Tribune parue dans Les Echos du 19 septembre 2017
Les habitants de Saint Martin, de Cuba, de Houston, mais aussi les Indiens assistant à la mousson du siècle et les Canadiens voyant partir leur forêt en fumée, songent peut-être, en ce moment, et avec amertume, à ce dicton que nous avons tous entendu (souvent avec exaspération) dans la bouche de ceux qui ont déjà vécu les ennuis : mieux vaut prévenir que guérir.
Ce dicton, les entreprises feraient bien de le méditer aussi en matière de « risque climat ». Les signaux se multiplient qui devraient inciter les dirigeants du monde économique à comprendre la dépendance de leur chaine de valeur aux émissions de gaz à effet de serre, et sa vulnérabilité physique face aux conséquences possibles du changement climatique. Quelques exemples récents seront sûrement évoqués dans le cadre de la Climate Week qui démarre à New-York : l’article 173 de la loi de transition énergétique en France, les recommandations de la Task Force on Climate-related Financial Disclosures présidée par Michael Bloomberg, ou la pression exercée par certains fonds d’investissements et gestionnaires d’actifs, BlackRock et Vanguard en tête.
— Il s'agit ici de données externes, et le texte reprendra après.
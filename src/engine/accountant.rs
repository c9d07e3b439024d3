//! Accountant — realized profit and portfolio commit.
//!
//! Turns each active unit's hourly profit into CHF for the elapsed tick,
//! folds it into capital, and rebuilds the per-work-item split so that
//! every bucket (idle included) sums to capital exactly.

use rust_decimal::prelude::*;
use std::collections::BTreeMap;
use tracing::{debug, info, warn};

use crate::strategy::profit::ProfitModel;
use crate::types::{FleetError, Portfolio, Quote, Unit, IDLE_BUCKET};

/// Decimal places kept on realized amounts.
const MONEY_DP: u32 = 8;

// ---------------------------------------------------------------------------
// Realization
// ---------------------------------------------------------------------------

/// Profit realized by the fleet over one tick.
#[derive(Debug, Clone, Default)]
pub struct Realization {
    pub total: Decimal,
    /// Per-unit CHF, for active units that produced a number.
    pub by_unit: BTreeMap<String, Decimal>,
    /// Units whose profit could not be computed.
    pub failures: Vec<String>,
}

/// Outcome of a commit.
#[derive(Debug, Clone, Copy, PartialEq)]
pub struct CommitReport {
    pub capital_before: Decimal,
    pub capital_after: Decimal,
    /// CHF backing each active unit.
    pub stake_per_unit: Decimal,
}

pub struct Accountant;

impl Accountant {
    /// Realize profit for every active unit on its assigned work item.
    ///
    /// A failed estimate increments the unit's `consecutive_failures`; a
    /// successful one resets it. Units on an unquoted work item realize
    /// nothing and keep their counter.
    pub fn realize(
        units: &mut [Unit],
        quotes: &BTreeMap<String, Quote>,
        model: &ProfitModel,
        hours: f64,
    ) -> Realization {
        let mut out = Realization::default();

        for unit in units.iter_mut().filter(|u| u.is_active()) {
            let Some(work_item_id) = unit.assigned_work_item.as_deref() else {
                continue;
            };
            let Some(quote) = quotes.get(work_item_id) else {
                debug!(unit_id = %unit.id, work_item_id, "Work item unquoted; no profit realized");
                continue;
            };

            let realized = model.estimate_profit(unit, quote).and_then(|hourly| {
                let chf = hourly * hours;
                Decimal::from_f64(chf).ok_or_else(|| FleetError::InvalidUnit {
                    unit_id: unit.id.clone(),
                    reason: format!("realized profit {chf:e} CHF is out of range"),
                })
            });

            match realized {
                Ok(amount) => {
                    unit.consecutive_failures = 0;
                    let amount = amount.round_dp(MONEY_DP);
                    out.total += amount;
                    out.by_unit.insert(unit.id.clone(), amount);
                }
                Err(e) => {
                    unit.consecutive_failures += 1;
                    warn!(
                        unit_id = %unit.id,
                        failures = unit.consecutive_failures,
                        error = %e,
                        "Profit computation failed"
                    );
                    out.failures.push(format!("{e} (failure #{})", unit.consecutive_failures));
                }
            }
        }
        out
    }

    /// Apply realized profit and rebuild the allocation split.
    ///
    /// Each active, assigned unit is backed by `min(threshold, capital / n)`;
    /// whatever is left sits in the idle bucket. Non-positive capital backs
    /// nothing.
    pub fn commit(
        portfolio: &mut Portfolio,
        units: &[Unit],
        realized: Decimal,
        scaling_threshold: Decimal,
    ) -> CommitReport {
        let capital_before = portfolio.capital;
        let capital = capital_before + realized;

        let backed: Vec<&str> = units
            .iter()
            .filter(|u| u.is_active())
            .filter_map(|u| u.assigned_work_item.as_deref())
            .collect();

        let stake = if capital <= Decimal::ZERO || backed.is_empty() {
            Decimal::ZERO
        } else {
            let even = (capital / Decimal::from(backed.len()))
                .round_dp_with_strategy(MONEY_DP, RoundingStrategy::ToZero);
            even.min(scaling_threshold)
        };

        let mut split: BTreeMap<String, Decimal> = BTreeMap::new();
        if stake > Decimal::ZERO {
            for work_item_id in &backed {
                *split.entry(work_item_id.to_string()).or_insert(Decimal::ZERO) += stake;
            }
        }
        let allocated: Decimal = split.values().copied().sum();
        split.insert(IDLE_BUCKET.to_string(), capital - allocated);

        portfolio.capital = capital;
        portfolio.allocation_by_work_item = split;

        info!(
            capital_before = %capital_before,
            capital_after = %capital,
            realized = %realized,
            backed_units = backed.len(),
            stake = %stake,
            "Portfolio committed"
        );

        CommitReport {
            capital_before,
            capital_after: capital,
            stake_per_unit: stake,
        }
    }
}

// ---------------------------------------------------------------------------
// Tests
// ---------------------------------------------------------------------------
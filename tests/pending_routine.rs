use std::collections::HashMap;
use std::sync::Arc;
use std::time::Duration;

use async_trait::async_trait;
use chrono::{NaiveTime, Utc};
use nuki_logger::api::{ReservationTimeModifier, ReservationsReader};
use nuki_logger::cache::{self, Cache, CacheError, CacheResult, MemoryCache, PENDING_MODIFICATIONS_KEY};
use nuki_logger::nuki::Reservation;
use nuki_logger::pending::{PendingModification, PendingModificationRoutine, RoutineError, RoutineOptions};
use parking_lot::Mutex;
use tokio::sync::{watch, Notify};
use tokio::task::JoinHandle;

/// Makes the modifier wait in the middle of a reconciliation pass.
#[derive(Clone, Default)]
struct Gate {
    entered: Arc<Notify>,
    release: Arc<Notify>,
}

#[derive(Default)]
struct Api {
    references: Mutex<Vec<String>>,
    fetch_fails: Mutex<bool>,
    modifications: Mutex<Vec<(String, i32, i32)>>,
    gate: Mutex<Option<Gate>>,
}

impl Api {
    fn publish(&self, reference: &str) {
        self.references.lock().push(reference.to_string());
    }
}

#[async_trait]
impl ReservationsReader for Api {
    async fn reservations(&self) -> anyhow::Result<Vec<Reservation>> {
        if *self.fetch_fails.lock() {
            anyhow::bail!("502 Bad Gateway");
        }
        let references = self.references.lock().clone();
        Ok(references
            .into_iter()
            .map(|reference| Reservation {
                id: format!("id-{}", reference),
                name: format!("guest of {}", reference),
                reference,
                start_date: Utc::now(),
                end_date: Utc::now(),
            })
            .collect())
    }
}

#[async_trait]
impl ReservationTimeModifier for Api {
    async fn modify_access_times(
        &self,
        reservation_id: &str,
        check_in: i32,
        check_out: i32,
    ) -> anyhow::Result<()> {
        let gate = self.gate.lock().clone();
        if let Some(gate) = gate {
            gate.entered.notify_one();
            gate.release.notified().await;
        }
        self.modifications
            .lock()
            .push((reservation_id.to_string(), check_in, check_out));
        Ok(())
    }
}

/// Loads fine but every save fails.
struct BrokenCache;

#[async_trait]
impl Cache for BrokenCache {
    async fn load(&self, key: &str) -> CacheResult<Vec<u8>> {
        Err(CacheError::NotFound(key.to_string()))
    }

    async fn save(&self, _key: &str, _value: &[u8]) -> CacheResult<()> {
        Err(CacheError::Io(std::io::Error::new(
            std::io::ErrorKind::Other,
            "disk full",
        )))
    }

    fn name(&self) -> &'static str {
        "broken"
    }
}

fn hm(hour: u32, minute: u32) -> NaiveTime {
    NaiveTime::from_hms_opt(hour, minute, 0).unwrap()
}

fn modification(reference: &str) -> PendingModification {
    PendingModification::new(reference, hm(14, 0), hm(11, 0), 99)
}

struct Setup {
    api: Arc<Api>,
    cache: Arc<MemoryCache>,
    routine: PendingModificationRoutine,
    handle: JoinHandle<()>,
    shutdown: watch::Sender<bool>,
}

async fn start(cache: Arc<MemoryCache>, options: RoutineOptions) -> Setup {
    let api = Arc::new(Api::default());
    let (shutdown, shutdown_rx) = watch::channel(false);
    let (routine, handle) =
        PendingModificationRoutine::start(api.clone(), api.clone(), cache.clone(), options, shutdown_rx)
            .await;
    Setup {
        api,
        cache,
        routine,
        handle,
        shutdown,
    }
}

fn manual() -> RoutineOptions {
    RoutineOptions {
        check_interval: Duration::from_secs(24 * 60 * 60),
        purge_interval: Duration::from_secs(24 * 60 * 60),
        ..Default::default()
    }
}

async fn persisted(cache: &MemoryCache) -> HashMap<String, PendingModification> {
    cache::load_json(cache, PENDING_MODIFICATIONS_KEY)
        .await
        .unwrap()
        .unwrap_or_default()
}

#[tokio::test]
async fn add_then_list_is_untouched() {
    let s = start(Arc::new(MemoryCache::new()), manual()).await;
    let pm = modification("R1");

    s.routine.add(pm.clone()).await.unwrap();

    let list = s.routine.list().await;
    assert_eq!(list.len(), 1);
    assert_eq!(list[0].reservation_ref, "R1");
    assert_eq!(list[0].check_in_time, pm.check_in_time);
    assert_eq!(list[0].check_out_time, pm.check_out_time);
    assert!(!list[0].modification_done);
    assert!(list[0].linked_reservation.is_none());

    assert!(persisted(&s.cache).await.contains_key("R1"));
}

#[tokio::test]
async fn add_replaces_same_reference() {
    let s = start(Arc::new(MemoryCache::new()), manual()).await;

    s.routine.add(modification("R1")).await.unwrap();
    s.routine
        .add(PendingModification::new("R1", hm(18, 30), hm(9, 0), 1))
        .await
        .unwrap();

    let list = s.routine.list().await;
    assert_eq!(list.len(), 1);
    assert_eq!(list[0].check_in_time, hm(18, 30));
}

#[tokio::test]
async fn reconciliation_applies_minutes_from_midnight() {
    let s = start(Arc::new(MemoryCache::new()), manual()).await;
    let done = Arc::new(Mutex::new(Vec::new()));
    {
        let done = Arc::clone(&done);
        s.routine
            .on_modification_done(move |pm| done.lock().push((pm.reservation_ref.clone(), pm.from_chat_id)));
    }

    s.routine.add(modification("R1")).await.unwrap();
    s.api.publish("OTHER");
    s.api.publish("R1");
    s.routine.apply_now().await.unwrap();

    assert_eq!(
        *s.api.modifications.lock(),
        [("id-R1".to_string(), 840, 660)]
    );
    assert_eq!(*done.lock(), [("R1".to_string(), 99)]);

    let list = s.routine.list().await;
    assert!(list[0].modification_done);
    assert_eq!(list[0].linked_reservation.as_ref().unwrap().id, "id-R1");
    assert!(persisted(&s.cache).await["R1"].modification_done);

    // done items are not modified twice
    s.routine.apply_now().await.unwrap();
    assert_eq!(s.api.modifications.lock().len(), 1);
}

#[tokio::test]
async fn unmatched_item_stays_pending() {
    let s = start(Arc::new(MemoryCache::new()), manual()).await;

    s.routine.add(modification("R1")).await.unwrap();
    s.api.publish("R2");
    s.routine.apply_now().await.unwrap();

    let list = s.routine.list().await;
    assert_eq!(list.len(), 1);
    assert!(!list[0].modification_done);
    assert!(s.api.modifications.lock().is_empty());
}

#[tokio::test]
async fn fetch_failure_reports_without_item() {
    let s = start(Arc::new(MemoryCache::new()), manual()).await;
    let errors = Arc::new(Mutex::new(Vec::new()));
    {
        let errors = Arc::clone(&errors);
        s.routine.on_error(move |pm, err| {
            errors.lock().push((
                pm.is_none(),
                matches!(err, RoutineError::FetchReservations(_)),
            ))
        });
    }

    s.routine.add(modification("R1")).await.unwrap();
    s.api.publish("R1");
    *s.api.fetch_fails.lock() = true;
    s.routine.apply_now().await.unwrap();

    assert_eq!(*errors.lock(), [(true, true)]);
    assert!(!s.routine.list().await[0].modification_done);

    *s.api.fetch_fails.lock() = false;
    s.routine.apply_now().await.unwrap();
    assert!(s.routine.list().await[0].modification_done);
}

#[tokio::test]
async fn delete_removes_and_persists() {
    let s = start(Arc::new(MemoryCache::new()), manual()).await;

    s.routine.add(modification("R1")).await.unwrap();
    s.routine.add(modification("R2")).await.unwrap();

    assert!(s.routine.delete("R1").await);
    assert!(!s.routine.delete("R1").await);

    let list = s.routine.list().await;
    assert_eq!(list.len(), 1);
    assert_eq!(list[0].reservation_ref, "R2");

    let stored = persisted(&s.cache).await;
    assert!(!stored.contains_key("R1"));
    assert!(stored.contains_key("R2"));

    // a deleted item is not brought back by a reconciliation
    s.api.publish("R1");
    s.api.publish("R2");
    s.routine.apply_now().await.unwrap();
    assert_eq!(s.routine.list().await.len(), 1);
    assert_eq!(*s.api.modifications.lock(), [("id-R2".to_string(), 840, 660)]);
}

#[tokio::test]
async fn delete_waits_for_running_reconciliation() {
    let s = start(Arc::new(MemoryCache::new()), manual()).await;
    for reference in ["R1", "R2", "R3"] {
        s.routine.add(modification(reference)).await.unwrap();
    }
    s.api.publish("R2");
    let gate = Gate::default();
    *s.api.gate.lock() = Some(gate.clone());

    let apply = {
        let routine = s.routine.clone();
        tokio::spawn(async move { routine.apply_now().await })
    };
    // the pass is now inside the modifier call for R2
    gate.entered.notified().await;

    let delete = {
        let routine = s.routine.clone();
        tokio::spawn(async move { routine.delete("R3").await })
    };
    for _ in 0..10 {
        tokio::task::yield_now().await;
    }
    assert!(!delete.is_finished());

    gate.release.notify_one();
    apply.await.unwrap().unwrap();
    assert!(delete.await.unwrap());

    let list = s.routine.list().await;
    let refs: Vec<_> = list.iter().map(|pm| pm.reservation_ref.as_str()).collect();
    assert_eq!(refs, ["R1", "R2"]);
    assert!(list[1].modification_done);

    let stored = persisted(&s.cache).await;
    assert!(!stored.contains_key("R3"));
    assert!(stored["R2"].modification_done);
}

#[tokio::test]
async fn failing_cache_keeps_changes_in_memory() {
    let api = Arc::new(Api::default());
    let (_shutdown, shutdown_rx) = watch::channel(false);
    let (routine, _handle) = PendingModificationRoutine::start(
        api.clone(),
        api.clone(),
        Arc::new(BrokenCache),
        manual(),
        shutdown_rx,
    )
    .await;
    let errors = Arc::new(Mutex::new(Vec::new()));
    {
        let errors = Arc::clone(&errors);
        routine.on_error(move |pm, err| {
            errors
                .lock()
                .push((pm.is_none(), matches!(err, RoutineError::Persist(_))))
        });
    }

    routine.add(modification("R1")).await.unwrap();
    routine.add(modification("R2")).await.unwrap();
    assert_eq!(routine.list().await.len(), 2);

    assert!(routine.delete("R1").await);
    let list = routine.list().await;
    assert_eq!(list.len(), 1);
    assert_eq!(list[0].reservation_ref, "R2");

    assert_eq!(*errors.lock(), [(true, true); 3]);
}

#[tokio::test]
async fn restart_reloads_persisted_items() {
    let cache = Arc::new(MemoryCache::new());
    let first = start(Arc::clone(&cache), manual()).await;
    first.routine.add(modification("R1")).await.unwrap();
    first.shutdown.send(true).unwrap();
    first.handle.await.unwrap();

    let second = start(cache, manual()).await;
    let list = second.routine.list().await;
    assert_eq!(list.len(), 1);
    assert_eq!(list[0].reservation_ref, "R1");
}

#[tokio::test(start_paused = true)]
async fn timer_drives_reconciliation() {
    let s = start(
        Arc::new(MemoryCache::new()),
        RoutineOptions {
            check_interval: Duration::from_secs(10),
            ..manual()
        },
    )
    .await;

    s.routine.add(modification("R1")).await.unwrap();
    s.api.publish("R1");

    tokio::time::sleep(Duration::from_secs(5)).await;
    assert!(s.api.modifications.lock().is_empty());

    tokio::time::sleep(Duration::from_secs(10)).await;
    assert_eq!(s.api.modifications.lock().len(), 1);
    assert!(s.routine.list().await[0].modification_done);
}

#[tokio::test(start_paused = true)]
async fn done_items_purged_only_after_grace_period() {
    let now = Utc::now();
    let mut stored = HashMap::new();
    for (reference, done, hours) in [("OLD", true, 73), ("RECENT", true, 71), ("WAITING", false, 200)] {
        let mut pm = modification(reference);
        pm.modification_done = done;
        pm.last_update_time = now - chrono::Duration::hours(hours);
        stored.insert(reference.to_string(), pm);
    }
    let cache = Arc::new(MemoryCache::new());
    cache::save_json(cache.as_ref(), PENDING_MODIFICATIONS_KEY, &stored)
        .await
        .unwrap();

    let s = start(
        cache,
        RoutineOptions {
            purge_interval: Duration::from_secs(60),
            ..manual()
        },
    )
    .await;
    assert_eq!(s.routine.list().await.len(), 3);

    tokio::time::sleep(Duration::from_secs(90)).await;

    let refs: Vec<_> = s
        .routine
        .list()
        .await
        .into_iter()
        .map(|pm| pm.reservation_ref)
        .collect();
    assert_eq!(refs, ["RECENT", "WAITING"]);
    assert!(!persisted(&s.cache).await.contains_key("OLD"));
}
//! Key/value storage used to keep state across restarts.
//!
//! Every backend stores opaque bytes under a string key. A save always
//! replaces the whole value, there are no partial writes.

use async_trait::async_trait;
use serde::de::DeserializeOwned;
use serde::Serialize;
use thiserror::Error;

mod disabled;
pub use disabled::DisabledCache;

mod file;
pub use file::FileCache;

mod memory;
pub use memory::MemoryCache;

mod sqlite;
pub use sqlite::SqliteCache;

/// Key of the most recent log list.
pub const LOGS_KEY: &str = "nuki-smartlock-logs";
/// Key of the pending reservation modifications.
pub const PENDING_MODIFICATIONS_KEY: &str = "reservation-pending-modification";

#[derive(Debug, Error)]
pub enum CacheError {
    #[error("key `{0}` not found")]
    NotFound(String),
    #[error("cache backend unreachable: {0}")]
    Unreachable(String),
    #[error("no cache backend configured")]
    Disabled,
    #[error("cache io error: {0}")]
    Io(#[from] std::io::Error),
    #[error("couldn't (de)serialize cached value: {0}")]
    Serde(#[from] serde_json::Error),
    #[error("sqlite error: {0}")]
    Sqlx(#[from] sqlx::Error),
}
pub type CacheResult<T> = std::result::Result<T, CacheError>;

impl CacheError {
    /// Errors that mean "nothing stored (yet)" rather than something being broken.
    pub fn is_empty_result(&self) -> bool {
        matches!(
            self,
            CacheError::NotFound(_) | CacheError::Unreachable(_) | CacheError::Disabled
        )
    }
}

#[async_trait]
pub trait Cache: Send + Sync {
    /// Load the value stored under `key`, [`CacheError::NotFound`] if there is none.
    async fn load(&self, key: &str) -> CacheResult<Vec<u8>>;
    /// Replace the value stored under `key`.
    async fn save(&self, key: &str, value: &[u8]) -> CacheResult<()>;
    /// Name used in log messages
    fn name(&self) -> &'static str;
}

/// Load and decode a json value.
///
/// Missing values and unreachable backends are reported as `Ok(None)`.
pub async fn load_json<T: DeserializeOwned>(cache: &dyn Cache, key: &str) -> CacheResult<Option<T>> {
    match cache.load(key).await {
        Ok(bytes) => Ok(Some(serde_json::from_slice(&bytes)?)),
        Err(err) if err.is_empty_result() => {
            log::debug!("nothing loaded for `{}` from {} cache: {}", key, cache.name(), err);
            Ok(None)
        }
        Err(err) => Err(err),
    }
}

pub async fn save_json<T: Serialize + ?Sized>(cache: &dyn Cache, key: &str, value: &T) -> CacheResult<()> {
    let bytes = serde_json::to_vec(value)?;
    cache.save(key, &bytes).await
}
//! Resolve reservation references to guest names.

use std::collections::HashMap;
use std::sync::Arc;
use std::time::Duration;

use anyhow::anyhow;
use tokio::time::Instant;

use crate::api::ReservationsReader;
use crate::messaging::Event;
use crate::nuki::Log;

/// How long resolved names are trusted before asking the API again.
pub const NAME_CACHE_TTL: Duration = Duration::from_secs(2 * 60 * 60);

/// Best effort `reference -> guest name` lookup.
///
/// All names are refreshed at once when the ttl expired or when a
/// reference is unknown.
pub struct ReservationNames {
    reader: Arc<dyn ReservationsReader>,
    ttl: Duration,
    names: HashMap<String, String>,
    last_update: Option<Instant>,
}

impl ReservationNames {
    pub fn new(reader: Arc<dyn ReservationsReader>) -> ReservationNames {
        Self::with_ttl(reader, NAME_CACHE_TTL)
    }

    pub fn with_ttl(reader: Arc<dyn ReservationsReader>, ttl: Duration) -> ReservationNames {
        ReservationNames {
            reader,
            ttl,
            names: HashMap::new(),
            last_update: None,
        }
    }

    fn is_fresh(&self) -> bool {
        self.last_update
            .map_or(false, |last_update| last_update.elapsed() < self.ttl)
    }

    /// Guest name of the reservation with the given reference.
    ///
    /// An empty reference resolves to an empty name without asking the API.
    pub async fn name(&mut self, reference: &str) -> anyhow::Result<String> {
        if reference.is_empty() {
            return Ok(String::new());
        }

        if self.is_fresh() {
            if let Some(name) = self.names.get(reference) {
                return Ok(name.clone());
            }
        }

        self.refresh().await?;

        self.names
            .get(reference)
            .cloned()
            .ok_or_else(|| anyhow!("unable to find reservation reference `{}`", reference))
    }

    /// Event for `log`, with the guest name when the entry carries a
    /// reservation reference. Falls back to the raw reference.
    pub async fn event(&mut self, log: Log) -> Event {
        if !log.has_reservation_reference() {
            return Event::log(log);
        }

        match self.name(&log.name).await {
            Ok(reservation_name) => Event::Log {
                log,
                reservation_name,
            },
            Err(err) => {
                log::warn!("couldn't resolve reservation name of {}: {:#}", log.name, err);
                Event::log(log)
            }
        }
    }

    async fn refresh(&mut self) -> anyhow::Result<()> {
        let reservations = self.reader.reservations().await?;
        log::debug!("refreshed {} reservation names", reservations.len());

        for resa in reservations {
            self.names.insert(resa.reference, resa.name);
        }
        self.last_update = Some(Instant::now());
        Ok(())
    }
}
Les combustibles fossiles ayant permis l’avènement de la civilisation industrielle, l’agriculture productive, et le passage de l’humanité de 0,5 à 7 milliards d’hommes, s’en passer, même progressivement, représente un défi titanesque. En pareil cas, il y a deux options. La première est d’appliquer la vieille maxime de Queuille (« il n’est de problème qu’une absence durable de solution ne finisse par résoudre »), réaction malheureusement inopérante à terme quand on se bat contre la physique, mais de loin la plus largement répandue aujourd’hui.
La deuxième, indispensable pour commencer à avancer, et que certains actionnaires commencent à réclamer parfois, est de repenser en conséquence la stratégie et la politique produits, la logistique et les RH, la supply chain et les rémunérations, et, surtout, commencer par se doter des tableaux de bord et outils de contrôle de gestion permettant de comprendre ce que l’on fait et pourquoi on le fait. Pas de navigation sans boussole !
Le faire coutera de l’argent, évidemment. Ne pas le faire en coutera considérablement plus, avec possiblement la honte en prime, dans pas si longtemps que ca.